# What do you think of this cage?



## WelshYorkieLover (Oct 16, 2011)

Hiya I'm really not happy with the cage that Kiki came with yesterday. It's really not big enough. I really want to get a metal one where she can climb and have space to play.

Anyway this is the cage I'm thinking of buying but wanted your opinions - Toby Five Storey Hamster Cage | Net Pet Shop

So what do you think?


----------



## WelshYorkieLover (Oct 16, 2011)

Or this one...

Hamster Cage Lunar 3 | Net Pet Shop


----------



## Acid (Aug 8, 2011)

id say no to both, the second is too small and the first doesnt have enough length for the hamster to run about and has a good risk of falling and smacking its head on the way down, whats your budget for a cage?


----------



## WelshYorkieLover (Oct 16, 2011)

Or this one

Hamster Cages - HAMSTER CAGE LARGE CRITTER XL PALACE MOUSE GERBIL


----------



## WelshYorkieLover (Oct 16, 2011)

Acid said:


> id say no to both, the second is too small and the first doesnt have enough length for the hamster to run about and has a good risk of falling and smacking its head on the way down, whats your budget for a cage?


Around £40-£50.


----------



## WelshYorkieLover (Oct 16, 2011)

If you can recommend anything that would be great!


----------



## WelshYorkieLover (Oct 16, 2011)

Rydon White Chateau Hamster Cage > Hamster Cages > Hamsters > Small Animals > Main Section > UKPetSupplies


----------



## Acid (Aug 8, 2011)

PET CAGE/HAMSTER/MOUSE/GUINEA PIG/RAT/ GERBIL MADE BY PERFECTO | eBay this may be bordering on minimum space size but its 10 pounds so you coulod easily but an add on lol

Large Rat Cage | eBay this is good if filled with hammocks and stuff, one of my hamsters lives in one 

LARGE CAGE HOUSE RAT CHINCHILLA DEGU FERPLAST | eBay

Large Rat Ferret Chinchilla cage | eBay this would also be great if you add grassmats over the mesh second level

Rat cage with detachable tray and side opening. Collection from PR5 4QS. | eBay

Ferplast Mary Rat Cage(shop return) | eBay this looks a good choice but id email him about the damage to see pics first

i love ebay for bargains XD


----------



## purple_x (Dec 29, 2010)

Oh the ferplast mary that acid has linked to would be perfect. Plenty of run about room and space for up to an 11" wheel. Syrians need an 8" wheel or and 11" if they are big!

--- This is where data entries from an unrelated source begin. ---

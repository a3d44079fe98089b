//! Contract trait and shared lifecycle state
//!
//! Every contract moves through the same states:
//!
//! ```text
//! Pending --new_month--> Active(bill) --new_month--> Active(next bill)
//!                             |
//!                      cancel_contract
//!                             v
//!                     Cancelled(final bill)
//! ```
//!
//! [`ContractBase`] owns that state and the bill of the current cycle.
//! Variants embed it and expose it through [`Contract::base`], which lets the
//! trait provide default `bill_call` and `cancel_contract` implementations.

use chrono::{Datelike, NaiveDate};
use phoneline_core::{Bill, BillingError, BillingResult, Call, ContractKind};
use rust_decimal::Decimal;
use tracing::{debug, info, instrument, warn};

/// Where a contract is in its lifecycle
#[derive(Debug, Clone, PartialEq, Default)]
pub enum CycleState {
    /// Created, no cycle started yet
    #[default]
    Pending,
    /// A cycle is running and owns its bill
    Active(Bill),
    /// Terminated; keeps the bill of the cancellation cycle
    Cancelled(Bill),
}

/// State common to all contracts: start date and current cycle
#[derive(Debug, Clone, PartialEq)]
pub struct ContractBase {
    start: NaiveDate,
    state: CycleState,
}

impl ContractBase {
    pub fn new(start: NaiveDate) -> Self {
        Self {
            start,
            state: CycleState::Pending,
        }
    }

    /// Start date, or `None` once the contract is cancelled
    pub fn start(&self) -> Option<NaiveDate> {
        match self.state {
            CycleState::Cancelled(_) => None,
            _ => Some(self.start),
        }
    }

    pub fn state(&self) -> &CycleState {
        &self.state
    }

    pub fn is_cancelled(&self) -> bool {
        matches!(self.state, CycleState::Cancelled(_))
    }

    /// Whether `month`/`year` is the cycle the contract started in
    pub fn is_start_cycle(&self, month: u32, year: i32) -> bool {
        self.start.month() == month && self.start.year() == year
    }

    /// Bind `bill` as the bill of a new cycle and hand it back for setup
    ///
    /// Any previous cycle's bill is dropped from the contract; the caller is
    /// expected to have read it through [`ContractBase::bill`] already.
    pub fn begin_cycle(&mut self, month: u32, year: i32, bill: Bill) -> BillingResult<&mut Bill> {
        if self.is_cancelled() {
            warn!("Rejected new cycle {}/{} on cancelled contract", month, year);
            return Err(BillingError::ContractCancelled);
        }
        if !(1..=12).contains(&month) {
            warn!("Rejected new cycle with invalid month {}", month);
            return Err(BillingError::InvalidMonth(month));
        }

        self.state = CycleState::Active(bill);
        match &mut self.state {
            CycleState::Active(bill) => Ok(bill),
            _ => unreachable!("state was just set to Active"),
        }
    }

    /// Bill of the current cycle (or of the cancellation cycle)
    pub fn bill(&self) -> Option<&Bill> {
        match &self.state {
            CycleState::Pending => None,
            CycleState::Active(bill) | CycleState::Cancelled(bill) => Some(bill),
        }
    }

    /// Mutable bill of the running cycle
    pub fn bill_mut(&mut self) -> BillingResult<&mut Bill> {
        match &mut self.state {
            CycleState::Active(bill) => Ok(bill),
            CycleState::Pending => Err(BillingError::NoActiveCycle),
            CycleState::Cancelled(_) => Err(BillingError::ContractCancelled),
        }
    }

    /// End the contract, returning the final cycle's bill
    pub fn terminate(&mut self) -> BillingResult<&Bill> {
        match std::mem::take(&mut self.state) {
            CycleState::Active(bill) => {
                self.state = CycleState::Cancelled(bill);
            }
            CycleState::Pending => return Err(BillingError::NoActiveCycle),
            cancelled @ CycleState::Cancelled(_) => {
                self.state = cancelled;
                return Err(BillingError::ContractCancelled);
            }
        }

        match &self.state {
            CycleState::Cancelled(bill) => Ok(bill),
            _ => unreachable!("state was just set to Cancelled"),
        }
    }
}

/// A phone line contract
///
/// Drivers call [`Contract::new_month`] once per billing cycle, then
/// [`Contract::bill_call`] for every call in that cycle, and finally
/// [`Contract::cancel_contract`] to settle the line. Cancellation is terminal:
/// every operation afterwards fails with [`BillingError::ContractCancelled`].
pub trait Contract {
    /// Rate plan this contract bills under
    fn kind(&self) -> ContractKind;

    fn base(&self) -> &ContractBase;

    fn base_mut(&mut self) -> &mut ContractBase;

    /// Start a new billing cycle for `month`/`year` on `bill`
    ///
    /// Applies the plan's fixed costs and per-minute rate to the bill.
    fn new_month(&mut self, month: u32, year: i32, bill: Bill) -> BillingResult<()>;

    /// Add `call` to the current bill
    ///
    /// By default every started minute is billed at the plan rate.
    #[instrument(skip(self, call), fields(kind = %self.kind(), duration = call.duration))]
    fn bill_call(&mut self, call: &Call) -> BillingResult<()> {
        let minutes = call.billed_minutes();
        let bill = self.base_mut().bill_mut()?;
        bill.add_billed_minutes(minutes);

        debug!("Billed {} minutes, bill now {}", minutes, bill.cost());
        Ok(())
    }

    /// Cancel the contract and return the amount owed to close the line
    ///
    /// By default the amount owed is the current bill's cost.
    #[instrument(skip(self), fields(kind = %self.kind()))]
    fn cancel_contract(&mut self) -> BillingResult<Decimal> {
        let owed = self.base_mut().terminate()?.cost();

        info!("Contract cancelled, amount owed: {}", owed);
        Ok(owed)
    }

    /// Start date, or `None` once cancelled
    fn start(&self) -> Option<NaiveDate> {
        self.base().start()
    }

    /// Bill of the current cycle, if one has been started
    fn current_bill(&self) -> Option<&Bill> {
        self.base().bill()
    }

    fn is_cancelled(&self) -> bool {
        self.base().is_cancelled()
    }
}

Other cages that would be ok are
Zoo zone 2. I got one of these for my Loki and he LOVES it. All you have to do is mesh the lid. Scroll down to the bottom for the cage.
Range of Hagen Ovo luxury expanding hamster cage systems at up to 50% off the RRP

Then there is the hamster heaven. You can usually find them on ebay. I got my last one for £20 including extras.

Rat Cages : Savic Ruffy 2 Large Rat / Hamster Cage FREE DELIVERY : www.EquineCanineFeline.com the place to buy all your Pet Products, Horse Products and Pet Supplies online

Zooplus have tons of great cages but they are a little out of what you say your price range is. Have a look though as sometimes they randomly lower the prices, so keep checking!


----------



## WelshYorkieLover (Oct 16, 2011)

How about this one? Check the measurements for me.

Animal Criceti 9 Hamster Cage By Ferplast | eBay


----------



## Guest (Nov 20, 2011)

WelshYorkieLover said:


> How about this one? Check the measurements for me.
> 
> Animal Criceti 9 Hamster Cage By Ferplast | eBay


Far too small hun, I have a couple of those to use as transporters 
I can't recommend the ZooZone 2 that Purple posted enough, they are great cages and soo easy to clean out


----------



## purple_x (Dec 29, 2010)

Any cage you get for a syrian needs to be at least 80x50cm base size, height is not too important but you just need to be able to fit an 8" wheel in.
The zoo zone 2 is lovely, you can fit so many toys in!


----------



## WelshYorkieLover (Oct 16, 2011)

Ah that's where I was going wrong with some of these as I thought the height would be important. Plus I had no idea of measurements without actually having it in front of me to see it. Ok thanks both the zoo zone 2 it is then!! Yay!! It'll be a Christmas present out of money I get for Christmas! I can't wait!!


----------



## CanIgoHome (Oct 25, 2008)

I've got a savic sky metro cage nice big cage and an Imac fantasy cage with 2 levels plus roof but I think I go bigger


----------



## happysaz133 (Jun 5, 2008)

A hamster should be in nothing smaller than 60cm long. Go by that. The RSPCA recommends nothing smaller than 80cm, but I would put one in 60cm IF they are getting out loads and getting plenty attention.


----------



## WelshYorkieLover (Oct 16, 2011)

Thanks everyone! I've moved her from that rotastak cage into a plastic fish tank. It's not ideal I know as its too small but its a lot better than the rotastak. There's space for toys in it. It's just a temporary thing but here it is.


----------



## purple_x (Dec 29, 2010)

I love how you've turned the wheel from the rotastak into a bed! 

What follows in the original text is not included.